I just finished watching The Residence

In an effort not to burn through the entire season in one sitting, we would watch two episodes at a time with the intention of watching once a week, and ended up making it two episode a night, clearing through the entire series in a week. 

We couldn’t wait. 

And then, when the closing credits rolled across our screen, me, Behr and Hubs were all chanting “Season 2! Season 2! Season 2!”


A television frame around an image from The Residence

As a group, we enjoy stories where a smarty pants detective waltzes into a room post-crisis and reveals through observing the most minute details, who orchestrated dastardly deeds. Knives Out, Sherlock, Murder She Wrote, and the occasional Agatha Christie mystery as well as Murder She Wrote, Columbo, and Psych.

It’s a good time to love mysteries and whodunnits. There are plenty on television and many streaming services replay the classic ones.


A great locked door detective possesses a few common attributes.

  • The constant pursuit of knowledge. They absorb facts and are generally interested in things, particularly when things don’t add up. But to be able to identify that things don’t add up, one must have a knowledge of how things typically are. 

  • Constantly being underestimated by the general public. Locked room detectives are odd and those oddities are what make them disarming and underestimated.

  • They make those being interviewed feel slightly uncomfortable. Not the questions themselves, but the way that they ask the questions. Either by being brusque, making the person repeat themselves, speaking rapidly or slowly to disarm them, or by pretending to be in the midst of a fake-psychic vision. If the person being interviewed is already uncomfortable, adding too that discomfort is likely to make them crack.

  • They never work alone. Even if the locked room detective arrives alone, they either bring with them or recruit a helper.


While watching The Residence’s consulting detective Cordelia Cupp explain the details of the many birds she adored and obsessed over and how they connected to the suspects, I turned to Hubs and said, “This is not the kind of mystery writer that I am. I hope you are aware of that.” 

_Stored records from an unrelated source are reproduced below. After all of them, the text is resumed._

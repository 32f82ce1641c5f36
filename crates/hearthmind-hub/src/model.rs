//! Canonical registry records.
//!
//! Everything except the primary key is optional: hubs evolve their registry
//! schemas independently of us, and one malformed or unfamiliar record must
//! never fail a whole snapshot. [`parse_records`] skips bad records and
//! counts them instead.

use chrono::{DateTime, Utc};
use serde::de::DeserializeOwned;
use serde::{Deserialize, Serialize};
use serde_json::Value;
use tracing::warn;

/// A device from the hub's device registry.
///
/// Lifecycle: created on first snapshot or a `create` registry event,
/// mutated on `update` events, and logically removed on `remove` events —
/// `removed_at` is stamped while the last-known state is retained for audit.
#[derive(Debug, Clone, PartialEq, Serialize, Deserialize)]
pub struct Device {
    /// Hub-assigned identifier.
    pub id: String,

    /// Display name reported by the integration.
    #[serde(default)]
    pub name: Option<String>,

    /// User override for the display name. Takes precedence.
    #[serde(default)]
    pub name_by_user: Option<String>,

    #[serde(default)]
    pub manufacturer: Option<String>,

    #[serde(default)]
    pub model: Option<String>,

    #[serde(default)]
    pub model_id: Option<String>,

    #[serde(default)]
    pub serial_number: Option<String>,

    /// Area assignment, if any.
    #[serde(default)]
    pub area_id: Option<String>,

    /// Integration/platform domain that owns the device.
    #[serde(default, alias = "platform")]
    pub integration: Option<String>,

    /// Config entry the device was set up through.
    #[serde(default, alias = "primary_config_entry")]
    pub config_entry_id: Option<String>,

    #[serde(default)]
    pub sw_version: Option<String>,

    #[serde(default)]
    pub hw_version: Option<String>,

    /// Weak back-reference to a parent device. Devices do not own their
    /// parent; a dangling reference here is tolerated.
    #[serde(default)]
    pub via_device_id: Option<String>,

    #[serde(default)]
    pub labels: Vec<String>,

    /// Creation time as epoch seconds, when the hub reports it.
    #[serde(default)]
    pub created_at: Option<f64>,

    /// Last modification time as epoch seconds.
    #[serde(default)]
    pub modified_at: Option<f64>,

    /// Soft-disable marker (`user`, `integration`, ...).
    #[serde(default)]
    pub disabled_by: Option<String>,

    /// Stamped on logical removal. Never set by the wire format.
    #[serde(default, skip_serializing_if = "Option::is_none")]
    pub removed_at: Option<DateTime<Utc>>,
}

impl Device {
    /// Best display name: user override, then integration name, then id.
    pub fn display_name(&self) -> &str {
        self.name_by_user
            .as_deref()
            .or(self.name.as_deref())
            .unwrap_or(&self.id)
    }

    /// Whether the device has been logically removed.
    pub fn is_removed(&self) -> bool {
        self.removed_at.is_some()
    }
}

/// An entity from the hub's entity registry.
#[derive(Debug, Clone, PartialEq, Serialize, Deserialize)]
pub struct Entity {
    /// Hub-assigned identifier, `<domain>.<object_id>`.
    #[serde(rename = "entity_id")]
    pub id: String,

    /// Weak reference to the owning device.
    #[serde(default)]
    pub device_id: Option<String>,

    /// Area override. When absent the entity inherits its device's area.
    #[serde(default)]
    pub area_id: Option<String>,

    /// User-assigned name. Highest display precedence.
    #[serde(default)]
    pub name: Option<String>,

    /// Name suggested by the integration.
    #[serde(default)]
    pub original_name: Option<String>,

    #[serde(default)]
    pub platform: Option<String>,

    #[serde(default)]
    pub aliases: Vec<String>,

    #[serde(default)]
    pub labels: Vec<String>,

    #[serde(default)]
    pub disabled_by: Option<String>,

    #[serde(default)]
    pub hidden_by: Option<String>,

    /// `config`, `diagnostic`, or unset for primary entities.
    #[serde(default, rename = "entity_category")]
    pub category: Option<String>,

    /// Stamped on logical removal. Never set by the wire format.
    #[serde(default, skip_serializing_if = "Option::is_none")]
    pub removed_at: Option<DateTime<Utc>>,
}

impl Entity {
    /// The domain prefix of the entity id (`sensor.kitchen_temp` -> `sensor`).
    pub fn domain(&self) -> &str {
        self.id.split('.').next().unwrap_or(&self.id)
    }

    /// Display name precedence: user-assigned, then original, then the
    /// object part of the id.
    pub fn display_name(&self) -> &str {
        self.name
            .as_deref()
            .or(self.original_name.as_deref())
            .unwrap_or_else(|| self.id.split('.').nth(1).unwrap_or(&self.id))
    }

    /// Whether the entity has been logically removed.
    pub fn is_removed(&self) -> bool {
        self.removed_at.is_some()
    }
}

/// An area from the hub's area registry. Pure lookup table.
#[derive(Debug, Clone, PartialEq, Serialize, Deserialize)]
pub struct Area {
    #[serde(rename = "area_id")]
    pub id: String,

    #[serde(default)]
    pub name: String,

    #[serde(default)]
    pub floor_id: Option<String>,

    #[serde(default)]
    pub icon: Option<String>,
}

/// One full pull of the three registries, taken from the same session so the
/// cross-references inside it share a snapshot generation.
#[derive(Debug, Clone, Default)]
pub struct RegistrySnapshot {
    pub devices: Vec<Device>,
    pub entities: Vec<Entity>,
    pub areas: Vec<Area>,
}

/// Parse a registry result list record by record.
///
/// Malformed records (most commonly a missing primary key) are skipped and
/// counted, never failing the batch. Returns the parsed records and the
/// skip count.
pub fn parse_records<T: DeserializeOwned>(list: &[Value], kind: &str) -> (Vec<T>, usize) {
    let mut records = Vec::with_capacity(list.len());
    let mut skipped = 0usize;

    for raw in list {
        match serde_json::from_value::<T>(raw.clone()) {
            Ok(record) => records.push(record),
            Err(err) => {
                skipped += 1;
                warn!(kind, error = %err, "skipping malformed registry record");
            }
        }
    }

    if skipped > 0 {
        warn!(kind, skipped, parsed = records.len(), "registry snapshot had malformed records");
    }
    (records, skipped)
}
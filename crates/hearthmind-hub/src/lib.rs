//! Hub WebSocket transport and registry client.
//!
//! This crate owns the single long-lived connection to the home-automation
//! hub. The central invariant: exactly one task reads the socket. Every
//! request/response caller goes through the [`CorrelationTable`] and suspends
//! until the reader resolves its waiter; event subscribers get their frames
//! through a dispatch queue so a slow handler cannot stall the reader.
//!
//! ## Architecture
//!
//! - [`session::HubSession`]: connection lifecycle, auth handshake, reader
//!   loop, reconnect with backoff
//! - [`correlation::CorrelationTable`]: request id -> pending waiter map
//! - [`registry::HubRegistryClient`]: device/entity/area snapshots and
//!   registry-update event forwarding
//! - [`model`]: canonical registry records with tolerant per-record parsing

pub mod correlation;
pub mod error;
pub mod model;
pub mod protocol;
pub mod registry;
pub mod session;

pub use correlation::CorrelationTable;
pub use error::{HubError, HubResult};
pub use model::{Area, Device, Entity, RegistrySnapshot};
pub use protocol::{HubCommand, HubEvent, InboundFrame};
pub use registry::{HubRegistryClient, RegistryAction, RegistryEvent, RegistryScope};
pub use session::{EventHandler, HubSession, SessionState, SubscriptionHandle};
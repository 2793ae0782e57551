//! Argument parsing behavior of the `trainjob` command line.

use clap::error::ErrorKind;
use clap::CommandFactory;
use trainjob_cli::cli::{Cli, Commands, Invocation};

fn parse(argv: &[&str]) -> Result<Invocation, clap::Error> {
    let matches = Cli::command().try_get_matches_from(argv)?;
    Invocation::from_matches(&matches)
}

#[test]
fn start_job_requires_job_name_without_config_file() {
    let err = parse(&[
        "trainjob",
        "start-job",
        "--instance-type",
        "ml.c5.xlarge",
    ])
    .unwrap_err();
    assert_eq!(err.kind(), ErrorKind::MissingRequiredArgument);
    assert_eq!(err.exit_code(), 2);
}

#[test]
fn start_job_accepts_config_file_alone() {
    let invocation = parse(&["trainjob", "start-job", "--config-file", "job.yaml"]).unwrap();
    assert!(matches!(invocation.cli.command, Commands::StartJob(_)));
    assert!(invocation.provenance.ensure_config_file_alone().is_ok());
}

#[test]
fn start_job_config_file_conflict_is_usage_error() {
    let invocation = parse(&[
        "trainjob",
        "start-job",
        "--config-file",
        "job.yaml",
        "--namespace",
        "default",
    ])
    .unwrap();
    let err = invocation.provenance.ensure_config_file_alone().unwrap_err();
    assert_eq!(err.exit_code(), 2);
    assert!(err.to_string().contains("--namespace"));
}

#[test]
fn start_job_rejects_zero_nodes() {
    let err = parse(&[
        "trainjob",
        "start-job",
        "--job-name",
        "test-job",
        "--node-count",
        "0",
    ])
    .unwrap_err();
    assert_eq!(err.kind(), ErrorKind::ValueValidation);
    assert_eq!(err.exit_code(), 2);
}

#[test]
fn start_job_optional_boolean_flags() {
    let invocation = parse(&[
        "trainjob",
        "start-job",
        "--job-name",
        "test-job",
        "--auto-resume",
        "True",
        "--deep-health-check-passed-nodes-only",
    ])
    .unwrap();
    let Commands::StartJob(args) = invocation.cli.command else {
        panic!("expected start-job");
    };
    assert!(args.auto_resume);
    assert!(args.deep_health_check_passed_nodes_only);
}

#[test]
fn start_job_rejects_unknown_pull_policy() {
    let err = parse(&[
        "trainjob",
        "start-job",
        "--job-name",
        "test-job",
        "--pull-policy",
        "Sometimes",
    ])
    .unwrap_err();
    assert_eq!(err.kind(), ErrorKind::InvalidValue);
}

#[test]
fn list_jobs_rejects_job_name() {
    let err = parse(&["trainjob", "list-jobs", "--job-name", "test-job"]).unwrap_err();
    assert_eq!(err.kind(), ErrorKind::UnknownArgument);
    assert_eq!(err.exit_code(), 2);
}

#[test]
fn list_jobs_short_flags() {
    let invocation = parse(&["trainjob", "list-jobs", "-A", "-l", "team=ml"]).unwrap();
    let Commands::ListJobs(cmd) = invocation.cli.command else {
        panic!("expected list-jobs");
    };
    assert!(cmd.all_namespaces);
    assert_eq!(cmd.selector.as_deref(), Some("team=ml"));

    let err = parse(&["trainjob", "list-jobs", "-A", "-n", "kubeflow"]).unwrap_err();
    assert_eq!(err.kind(), ErrorKind::ArgumentConflict);
}

#[test]
fn get_job_requires_job_name() {
    let err = parse(&["trainjob", "get-job"]).unwrap_err();
    assert_eq!(err.kind(), ErrorKind::MissingRequiredArgument);
}

#[test]
fn get_log_requires_pod() {
    let err = parse(&["trainjob", "get-log", "--job-name", "test-job"]).unwrap_err();
    assert_eq!(err.kind(), ErrorKind::MissingRequiredArgument);
}

#[test]
fn patch_job_rejects_unknown_action() {
    let err = parse(&["trainjob", "patch-job", "restart", "--job-name", "test-job"]).unwrap_err();
    assert_eq!(err.kind(), ErrorKind::InvalidValue);
}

As a mystery writer, and I often tempted to write a locked door mystery. I have a notecard on my desk that only says: dark capsule mystery … catfish lure. There is a level of smarty pants confidence these detectives possess and unless I am channelling some alter ego, I cannot fathom crafting any mysteries with the attention to detail that is necessary for those stories. 


I’m only being slightly self-deprecating. I am smug enough to know that I enjoy a smug, always-certain, super-confident detective and also humble enough to know that I’m not that guy. 


I write different kids of mysteries. But I enjoy locked door, smarty pants, often funny, mysteries as a break from the gritty bourbon-drinking, emotionally flawed characters that appear in most of my stories.


Even more than that, I love a Shondaland production. Shonda Rhimes, and Betsy Beers, pull together series that showcase strong female characters who are confident, smart, and possess a series of peculiarities that are almost always virtues.


Cordelia has a few virtues that were used in the story for character development and delightful comedy.


  1. She writes things down. She also draws things. It’s a processing thing for her, but also for everyone. Consistently when I work with writers, I encourage them to write away from screens because it allows you to be more creative, think in a flow state. The show uses two different styles of notebooks and tries to pretend that they are the same. They are not. Notebook people can see that one is an A5 and the other a Traveler’s Notebook, which is tall and narrow. They even show her unwrapping a new Traveler’s Notebook, with the official logo. But a Traveler’s Notebook is either tall and skinny or passport-sized. Her larger notebook is from a different company and there are several subreddits speculating which one it is right now.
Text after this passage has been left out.